*Excerpted data*.
# # #

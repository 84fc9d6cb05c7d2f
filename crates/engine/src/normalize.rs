//! Field normalization: heterogeneous extracted labels into the canonical
//! vocabulary the metric functions read.

use core_types::{FinancialDataRecord, ProcessedDocument};

/// Known label variants, lowercase, mapped to canonical field names. Covers
/// the English and Arabic statement captions the document processor emits.
const SYNONYMS: &[(&str, &str)] = &[
    // Balance sheet
    ("current assets", "current_assets"),
    ("total current assets", "current_assets"),
    ("الأصول المتداولة", "current_assets"),
    ("current liabilities", "current_liabilities"),
    ("total current liabilities", "current_liabilities"),
    ("الخصوم المتداولة", "current_liabilities"),
    ("total assets", "total_assets"),
    ("إجمالي الأصول", "total_assets"),
    ("total liabilities", "total_liabilities"),
    ("إجمالي الخصوم", "total_liabilities"),
    ("total equity", "total_equity"),
    ("shareholders equity", "total_equity"),
    ("shareholders' equity", "total_equity"),
    ("stockholders equity", "total_equity"),
    ("حقوق الملكية", "total_equity"),
    ("total debt", "total_debt"),
    ("إجمالي الديون", "total_debt"),
    ("long term debt", "long_term_debt"),
    ("long-term debt", "long_term_debt"),
    ("inventory", "inventory"),
    ("inventories", "inventory"),
    ("المخزون", "inventory"),
    ("cash", "cash"),
    ("cash and cash equivalents", "cash"),
    ("النقد وما في حكمه", "cash"),
    ("marketable securities", "marketable_securities"),
    ("accounts receivable", "accounts_receivable"),
    ("trade receivables", "accounts_receivable"),
    ("الذمم المدينة", "accounts_receivable"),
    ("accounts payable", "accounts_payable"),
    ("trade payables", "accounts_payable"),
    ("الذمم الدائنة", "accounts_payable"),
    ("fixed assets", "fixed_assets"),
    ("property plant and equipment", "fixed_assets"),
    ("retained earnings", "retained_earnings"),
    ("الأرباح المحتجزة", "retained_earnings"),
    // Income statement
    ("revenue", "revenue"),
    ("total revenue", "revenue"),
    ("sales", "revenue"),
    ("net sales", "revenue"),
    ("الإيرادات", "revenue"),
    ("المبيعات", "revenue"),
    ("cost of goods sold", "cogs"),
    ("cost of sales", "cogs"),
    ("cost of revenue", "cogs"),
    ("تكلفة المبيعات", "cogs"),
    ("gross profit", "gross_profit"),
    ("إجمالي الربح", "gross_profit"),
    ("operating income", "operating_income"),
    ("operating profit", "operating_income"),
    ("الربح التشغيلي", "operating_income"),
    ("operating expenses", "operating_expenses"),
    ("المصاريف التشغيلية", "operating_expenses"),
    ("ebit", "ebit"),
    ("ebitda", "ebitda"),
    ("interest expense", "interest_expense"),
    ("مصاريف الفوائد", "interest_expense"),
    ("pretax income", "pretax_income"),
    ("income before tax", "pretax_income"),
    ("net income", "net_income"),
    ("net profit", "net_income"),
    ("profit for the year", "net_income"),
    ("صافي الربح", "net_income"),
    ("صافي الدخل", "net_income"),
    ("depreciation and amortization", "depreciation_amortization"),
    // Cash flow statement
    ("operating cash flow", "operating_cash_flow"),
    ("cash flow from operations", "operating_cash_flow"),
    ("net cash from operating activities", "operating_cash_flow"),
    ("التدفق النقدي التشغيلي", "operating_cash_flow"),
    ("capital expenditures", "capital_expenditures"),
    ("capex", "capital_expenditures"),
    ("النفقات الرأسمالية", "capital_expenditures"),
    ("free cash flow", "free_cash_flow"),
    ("dividends paid", "dividends_paid"),
    ("توزيعات الأرباح المدفوعة", "dividends_paid"),
    // Market data
    ("share price", "share_price"),
    ("stock price", "share_price"),
    ("سعر السهم", "share_price"),
    ("shares outstanding", "shares_outstanding"),
    ("عدد الأسهم", "shares_outstanding"),
    ("market capitalization", "market_cap"),
    ("market cap", "market_cap"),
    ("القيمة السوقية", "market_cap"),
    ("dividends per share", "dividends_per_share"),
    ("tax rate", "tax_rate"),
];

/// Resolves one extracted label to its canonical field name. Labels that are
/// already canonical snake_case names pass through unchanged.
fn canonical_field(label: &str) -> Option<&'static str> {
    let needle = label.trim().to_lowercase();
    if let Some((_, canonical)) = SYNONYMS.iter().find(|(synonym, _)| *synonym == needle) {
        return Some(canonical);
    }
    SYNONYMS
        .iter()
        .map(|(_, canonical)| *canonical)
        .find(|canonical| *canonical == needle)
}

/// Parses an extracted value into a number. Accepts JSON numbers directly and
/// strings with thousands separators ("1,234,567.89").
fn numeric_value(value: &serde_json::Value) -> Option<f64> {
    match value {
        serde_json::Value::Number(n) => n.as_f64(),
        serde_json::Value::String(s) => {
            let cleaned: String = s
                .chars()
                .filter(|c| !matches!(c, ',' | ' ' | '\u{a0}'))
                .collect();
            cleaned.parse().ok()
        }
        _ => None,
    }
}

/// Builds the canonical record from a processed document. Unrecognized labels
/// and non-numeric values are skipped, not errors.
pub fn normalize(document: &ProcessedDocument) -> FinancialDataRecord {
    let mut record = FinancialDataRecord::new();
    for (label, value) in &document.extracted_fields {
        let Some(field) = canonical_field(label) else {
            tracing::debug!(label = %label, "unrecognized field label skipped");
            continue;
        };
        let Some(number) = numeric_value(value) else {
            tracing::debug!(label = %label, "non-numeric field value skipped");
            continue;
        };
        record.set(field, Some(number));
    }
    record
}

/// Derives standard composite fields when their inputs are present. Derived
/// values never overwrite extracted ones.
pub fn derive_fields(record: &mut FinancialDataRecord) {
    if let (Some(ca), Some(cl)) = (record.get("current_assets"), record.get("current_liabilities"))
    {
        record.insert_derived("working_capital", ca - cl);
    }
    if let (Some(revenue), Some(cogs)) = (record.get("revenue"), record.get("cogs")) {
        record.insert_derived("gross_profit", revenue - cogs);
    }
    if let (Some(ocf), Some(capex)) = (
        record.get("operating_cash_flow"),
        record.get("capital_expenditures"),
    ) {
        record.insert_derived("free_cash_flow", ocf - capex);
    }
}

#[cfg(test)]
mod tests {
    use super::*;
    use serde_json::json;
    use std::collections::BTreeMap;

    fn document(fields: &[(&str, serde_json::Value)]) -> ProcessedDocument {
        ProcessedDocument {
            extracted_fields: fields
                .iter()
                .map(|(k, v)| (k.to_string(), v.clone()))
                .collect::<BTreeMap<_, _>>(),
            tables: Vec::new(),
            confidence: 0.9,
        }
    }

    #[test]
    fn maps_english_and_arabic_labels() {
        let doc = document(&[
            ("Total Revenue", json!(150000.0)),
            ("صافي الربح", json!(20000.0)),
            ("current_assets", json!(100000.0)),
        ]);
        let record = normalize(&doc);
        assert_eq!(record.get("revenue"), Some(150000.0));
        assert_eq!(record.get("net_income"), Some(20000.0));
        assert_eq!(record.get("current_assets"), Some(100000.0));
    }

    #[test]
    fn parses_separated_string_amounts_and_skips_junk() {
        let doc = document(&[
            ("Total Assets", json!("1,250,000.50")),
            ("Inventory", json!("n/a")),
            ("Mystery Caption", json!(42.0)),
        ]);
        let record = normalize(&doc);
        assert_eq!(record.get("total_assets"), Some(1_250_000.50));
        assert_eq!(record.get("inventory"), None);
        assert_eq!(record.len(), 1);
    }

    #[test]
    fn derives_composites_without_overwriting() {
        let doc = document(&[
            ("current assets", json!(100000.0)),
            ("current liabilities", json!(50000.0)),
            ("revenue", json!(150000.0)),
            ("cost of goods sold", json!(90000.0)),
            ("gross profit", json!(55000.0)),
        ]);
        let mut record = normalize(&doc);
        derive_fields(&mut record);
        assert_eq!(record.get("working_capital"), Some(50000.0));
        // Extracted gross profit wins over the derived 60000.
        assert_eq!(record.get("gross_profit"), Some(55000.0));
        assert_eq!(record.get("free_cash_flow"), None);
    }
}
//! Leverage and solvency metrics.

use crate::error::MetricError;
use crate::util::{classified, safe_div};
use classification::{ThresholdBand, ThresholdTable};
use core_types::{FinancialDataRecord, MetricCategory, MetricResult};

const CATEGORY: MetricCategory = MetricCategory::Leverage;

pub const DEBT_TO_EQUITY: ThresholdTable = ThresholdTable::new(&[
    ThresholdBand::at_most("low", 0.3),
    ThresholdBand::between("moderate", 0.3, 1.0),
    ThresholdBand::between("high", 1.0, 2.0),
    ThresholdBand::at_least("very_high", 2.0),
]);

pub const DEBT_RATIO: ThresholdTable = ThresholdTable::new(&[
    ThresholdBand::at_most("low", 0.3),
    ThresholdBand::between("moderate", 0.3, 0.6),
    ThresholdBand::at_least("high", 0.6),
]);

pub const EQUITY_RATIO: ThresholdTable = ThresholdTable::new(&[
    ThresholdBand::at_least("strong", 0.5),
    ThresholdBand::between("adequate", 0.3, 0.5),
    ThresholdBand::at_most("weak", 0.3),
]);

pub const EQUITY_MULTIPLIER: ThresholdTable = ThresholdTable::new(&[
    ThresholdBand::at_most("conservative", 2.0),
    ThresholdBand::between("moderate", 2.0, 3.0),
    ThresholdBand::at_least("aggressive", 3.0),
]);

pub const INTEREST_COVERAGE: ThresholdTable = ThresholdTable::new(&[
    ThresholdBand::at_least("excellent", 5.0),
    ThresholdBand::between("good", 2.5, 5.0),
    ThresholdBand::between("average", 1.5, 2.5),
    ThresholdBand::at_most("poor", 1.5),
]);

pub const DEBT_SERVICE_COVERAGE: ThresholdTable = ThresholdTable::new(&[
    ThresholdBand::at_least("excellent", 2.0),
    ThresholdBand::between("good", 1.25, 2.0),
    ThresholdBand::between("average", 1.0, 1.25),
    ThresholdBand::at_most("poor", 1.0),
]);

pub const LTD_TO_CAPITALIZATION: ThresholdTable = ThresholdTable::new(&[
    ThresholdBand::at_most("low", 0.25),
    ThresholdBand::between("moderate", 0.25, 0.5),
    ThresholdBand::at_least("high", 0.5),
]);

pub const CASH_FLOW_TO_DEBT: ThresholdTable = ThresholdTable::new(&[
    ThresholdBand::at_least("excellent", 0.4),
    ThresholdBand::between("good", 0.25, 0.4),
    ThresholdBand::between("average", 0.1, 0.25),
    ThresholdBand::at_most("poor", 0.1),
]);

/// Total debt over total equity.
pub fn debt_to_equity(record: &FinancialDataRecord) -> Result<MetricResult, MetricError> {
    let value = safe_div(record.get("total_debt"), record.get("total_equity"));
    Ok(classified(value, 2, &DEBT_TO_EQUITY, CATEGORY, "solvency"))
}

/// Total debt over total assets.
pub fn debt_ratio(record: &FinancialDataRecord) -> Result<MetricResult, MetricError> {
    let value = safe_div(record.get("total_debt"), record.get("total_assets"));
    Ok(classified(value, 2, &DEBT_RATIO, CATEGORY, "solvency"))
}

/// Total equity over total assets.
pub fn equity_ratio(record: &FinancialDataRecord) -> Result<MetricResult, MetricError> {
    let value = safe_div(record.get("total_equity"), record.get("total_assets"));
    Ok(classified(value, 2, &EQUITY_RATIO, CATEGORY, "solvency"))
}

/// Total assets over total equity.
pub fn equity_multiplier(record: &FinancialDataRecord) -> Result<MetricResult, MetricError> {
    let value = safe_div(record.get("total_assets"), record.get("total_equity"));
    Ok(classified(value, 2, &EQUITY_MULTIPLIER, CATEGORY, "structure"))
}

/// EBIT over interest expense (times interest earned).
pub fn interest_coverage(record: &FinancialDataRecord) -> Result<MetricResult, MetricError> {
    let value = safe_div(record.get("ebit"), record.get("interest_expense"));
    Ok(classified(value, 2, &INTEREST_COVERAGE, CATEGORY, "coverage"))
}

/// Operating income over total debt service (interest + principal due).
pub fn debt_service_coverage(record: &FinancialDataRecord) -> Result<MetricResult, MetricError> {
    let service = match (record.get("interest_expense"), record.get("principal_repayments")) {
        (Some(interest), principal) => Some(interest + principal.unwrap_or(0.0)),
        _ => None,
    };
    let value = safe_div(record.get("operating_income"), service);
    Ok(classified(value, 2, &DEBT_SERVICE_COVERAGE, CATEGORY, "coverage"))
}

/// Long-term debt over long-term debt plus equity.
pub fn long_term_debt_to_capitalization(
    record: &FinancialDataRecord,
) -> Result<MetricResult, MetricError> {
    let capitalization = match (record.get("long_term_debt"), record.get("total_equity")) {
        (Some(ltd), Some(equity)) => Some(ltd + equity),
        _ => None,
    };
    let value = safe_div(record.get("long_term_debt"), capitalization);
    Ok(classified(value, 2, &LTD_TO_CAPITALIZATION, CATEGORY, "structure"))
}

/// Operating cash flow over total debt.
pub fn cash_flow_to_debt(record: &FinancialDataRecord) -> Result<MetricResult, MetricError> {
    let value = safe_div(record.get("operating_cash_flow"), record.get("total_debt"));
    Ok(classified(value, 2, &CASH_FLOW_TO_DEBT, CATEGORY, "coverage"))
}

#[cfg(test)]
mod tests {
    use super::*;

    #[test]
    fn debt_to_equity_half_is_moderate() {
        let record =
            FinancialDataRecord::from([("total_debt", 50_000.0), ("total_equity", 100_000.0)]);
        let result = debt_to_equity(&record).unwrap();
        assert_eq!(result.value, Some(0.5));
        assert_eq!(result.interpretation, "moderate");
    }

    #[test]
    fn interest_coverage_boundary_goes_to_excellent() {
        let record = FinancialDataRecord::from([("ebit", 50_000.0), ("interest_expense", 10_000.0)]);
        let result = interest_coverage(&record).unwrap();
        assert_eq!(result.value, Some(5.0));
        assert_eq!(result.interpretation, "excellent");
    }

    #[test]
    fn debt_service_coverage_defaults_missing_principal_to_zero() {
        let record =
            FinancialDataRecord::from([("operating_income", 30_000.0), ("interest_expense", 15_000.0)]);
        let result = debt_service_coverage(&record).unwrap();
        assert_eq!(result.value, Some(2.0));
        assert_eq!(result.interpretation, "excellent");
    }
}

# # #

*Task prompt*.
Give the count of lines in the data that contain the word "المبيعات", and write nothing besides it.

*Output of the exercise*.
2